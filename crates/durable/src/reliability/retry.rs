//! Retry policy implementation

use std::future::Future;
use std::time::Duration;

use rand::Rng;
use serde::{Deserialize, Serialize};
use tracing::warn;

/// Configuration for retrying store writes
///
/// Supports exponential backoff with jitter so that workers hitting the same
/// database hiccup do not retry in lockstep.
///
/// # Example
///
/// ```
/// use repocrawl_durable::RetryPolicy;
/// use std::time::Duration;
///
/// let policy = RetryPolicy::exponential()
///     .with_max_attempts(4)
///     .with_initial_interval(Duration::from_millis(50))
///     .with_max_interval(Duration::from_secs(1));
///
/// assert_eq!(policy.delay_for_attempt(1), Duration::ZERO);
/// ```
#[derive(Debug, Clone, Serialize, Deserialize, PartialEq)]
pub struct RetryPolicy {
    /// Maximum number of attempts (including initial)
    pub max_attempts: u32,

    /// Initial delay before first retry
    #[serde(with = "duration_millis")]
    pub initial_interval: Duration,

    /// Maximum delay between retries
    #[serde(with = "duration_millis")]
    pub max_interval: Duration,

    /// Backoff multiplier (e.g., 2.0 for exponential)
    pub backoff_coefficient: f64,

    /// Jitter factor (0.0-1.0) to add randomness
    ///
    /// A value of 0.1 means +/-10% randomness.
    pub jitter: f64,
}

impl Default for RetryPolicy {
    fn default() -> Self {
        Self::exponential()
    }
}

impl RetryPolicy {
    /// Create an exponential backoff retry policy sized for short store writes
    ///
    /// - 3 max attempts
    /// - 100 millisecond initial interval
    /// - 2 second max interval
    /// - 2x backoff coefficient
    /// - 10% jitter
    pub fn exponential() -> Self {
        Self {
            max_attempts: 3,
            initial_interval: Duration::from_millis(100),
            max_interval: Duration::from_secs(2),
            backoff_coefficient: 2.0,
            jitter: 0.1,
        }
    }

    /// Create a policy that never retries
    pub fn no_retry() -> Self {
        Self {
            max_attempts: 1,
            initial_interval: Duration::ZERO,
            max_interval: Duration::ZERO,
            backoff_coefficient: 1.0,
            jitter: 0.0,
        }
    }

    /// Create a policy with fixed intervals (no backoff)
    pub fn fixed(interval: Duration, max_attempts: u32) -> Self {
        Self {
            max_attempts,
            initial_interval: interval,
            max_interval: interval,
            backoff_coefficient: 1.0,
            jitter: 0.0,
        }
    }

    /// Set the maximum number of attempts
    pub fn with_max_attempts(mut self, max_attempts: u32) -> Self {
        self.max_attempts = max_attempts.max(1);
        self
    }

    /// Set the initial retry interval
    pub fn with_initial_interval(mut self, interval: Duration) -> Self {
        self.initial_interval = interval;
        self
    }

    /// Set the maximum retry interval
    pub fn with_max_interval(mut self, interval: Duration) -> Self {
        self.max_interval = interval;
        self
    }

    /// Set the jitter factor (0.0-1.0)
    pub fn with_jitter(mut self, jitter: f64) -> Self {
        self.jitter = jitter.clamp(0.0, 1.0);
        self
    }

    /// Calculate delay for a given attempt number (1-based)
    ///
    /// Returns the duration to wait before that attempt.
    pub fn delay_for_attempt(&self, attempt: u32) -> Duration {
        if attempt <= 1 {
            return Duration::ZERO;
        }

        let retry_num = attempt - 1;
        let base = self.initial_interval.as_secs_f64()
            * self.backoff_coefficient.powi(retry_num as i32 - 1);
        let capped = base.min(self.max_interval.as_secs_f64());

        let jittered = if self.jitter > 0.0 && capped > 0.0 {
            let mut rng = rand::thread_rng();
            let jitter_range = capped * self.jitter;
            let jitter_offset = rng.gen_range(-jitter_range..jitter_range);
            (capped + jitter_offset).max(0.0)
        } else {
            capped
        };

        Duration::from_secs_f64(jittered)
    }

    /// Check if there are remaining attempts
    pub fn has_attempts_remaining(&self, current_attempt: u32) -> bool {
        current_attempt < self.max_attempts
    }

    /// Run `op` until it succeeds or attempts run out
    ///
    /// Returns the last error when every attempt failed.
    pub async fn run<T, E, F, Fut>(&self, what: &str, mut op: F) -> Result<T, E>
    where
        F: FnMut() -> Fut,
        Fut: Future<Output = Result<T, E>>,
        E: std::fmt::Display,
    {
        let mut attempt = 1;
        loop {
            match op().await {
                Ok(value) => return Ok(value),
                Err(e) if self.has_attempts_remaining(attempt) => {
                    attempt += 1;
                    let delay = self.delay_for_attempt(attempt);
                    warn!(operation = what, attempt, error = %e, ?delay, "retrying");
                    tokio::time::sleep(delay).await;
                }
                Err(e) => return Err(e),
            }
        }
    }
}

/// Serde support for Duration as milliseconds
mod duration_millis {
    use serde::{Deserialize, Deserializer, Serialize, Serializer};
    use std::time::Duration;

    pub fn serialize<S>(duration: &Duration, serializer: S) -> Result<S::Ok, S::Error>
    where
        S: Serializer,
    {
        duration.as_millis().serialize(serializer)
    }

    pub fn deserialize<'de, D>(deserializer: D) -> Result<Duration, D::Error>
    where
        D: Deserializer<'de>,
    {
        let millis = u64::deserialize(deserializer)?;
        Ok(Duration::from_millis(millis))
    }
}

#[cfg(test)]
mod tests {
    use super::*;
    use std::sync::atomic::{AtomicU32, Ordering};

    #[test]
    fn test_backoff_is_capped() {
        let policy = RetryPolicy::exponential()
            .with_jitter(0.0)
            .with_max_attempts(10);

        assert_eq!(policy.delay_for_attempt(1), Duration::ZERO);
        assert_eq!(policy.delay_for_attempt(2), Duration::from_millis(100));
        assert_eq!(policy.delay_for_attempt(3), Duration::from_millis(200));
        assert_eq!(policy.delay_for_attempt(10), Duration::from_secs(2));
    }

    #[test]
    fn test_jitter_stays_in_range() {
        let policy = RetryPolicy::fixed(Duration::from_millis(1000), 5).with_jitter(0.1);
        for _ in 0..50 {
            let delay = policy.delay_for_attempt(3);
            assert!(delay >= Duration::from_millis(900));
            assert!(delay <= Duration::from_millis(1100));
        }
    }

    #[test]
    fn test_serde_uses_millis() {
        let policy = RetryPolicy::fixed(Duration::from_millis(250), 2);
        let json = serde_json::to_value(&policy).unwrap();
        assert_eq!(json["initial_interval"], 250);

        let back: RetryPolicy = serde_json::from_value(json).unwrap();
        assert_eq!(back, policy);
    }

    #[tokio::test(start_paused = true)]
    async fn test_run_retries_until_success() {
        let counter = AtomicU32::new(0);
        let calls = &counter;
        let policy = RetryPolicy::exponential();

        let result: Result<u32, String> = policy
            .run("flaky", move || async move {
                let n = calls.fetch_add(1, Ordering::SeqCst) + 1;
                if n < 3 {
                    Err(format!("attempt {n} failed"))
                } else {
                    Ok(n)
                }
            })
            .await;

        assert_eq!(result, Ok(3));
    }

    #[tokio::test(start_paused = true)]
    async fn test_run_returns_last_error() {
        let counter = AtomicU32::new(0);
        let calls = &counter;
        let policy = RetryPolicy::fixed(Duration::from_millis(10), 2);

        let result: Result<(), String> = policy
            .run("broken", move || async move {
                calls.fetch_add(1, Ordering::SeqCst);
                Err("nope".to_string())
            })
            .await;

        assert_eq!(result, Err("nope".to_string()));
        assert_eq!(calls.load(Ordering::SeqCst), 2);
    }

    #[tokio::test]
    async fn test_no_retry_runs_once() {
        let counter = AtomicU32::new(0);
        let calls = &counter;
        let result: Result<(), &str> = RetryPolicy::no_retry()
            .run("once", move || async move {
                calls.fetch_add(1, Ordering::SeqCst);
                Err("fail")
            })
            .await;

        assert!(result.is_err());
        assert_eq!(calls.load(Ordering::SeqCst), 1);
    }
}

**How to complete this task:** Your task is to find each line in the entries that contains the string "number" and copy it.

**Your response:**
    /// Maximum number of attempts (including initial)
    /// Set the maximum number of attempts
    /// Calculate delay for a given attempt number (1-based)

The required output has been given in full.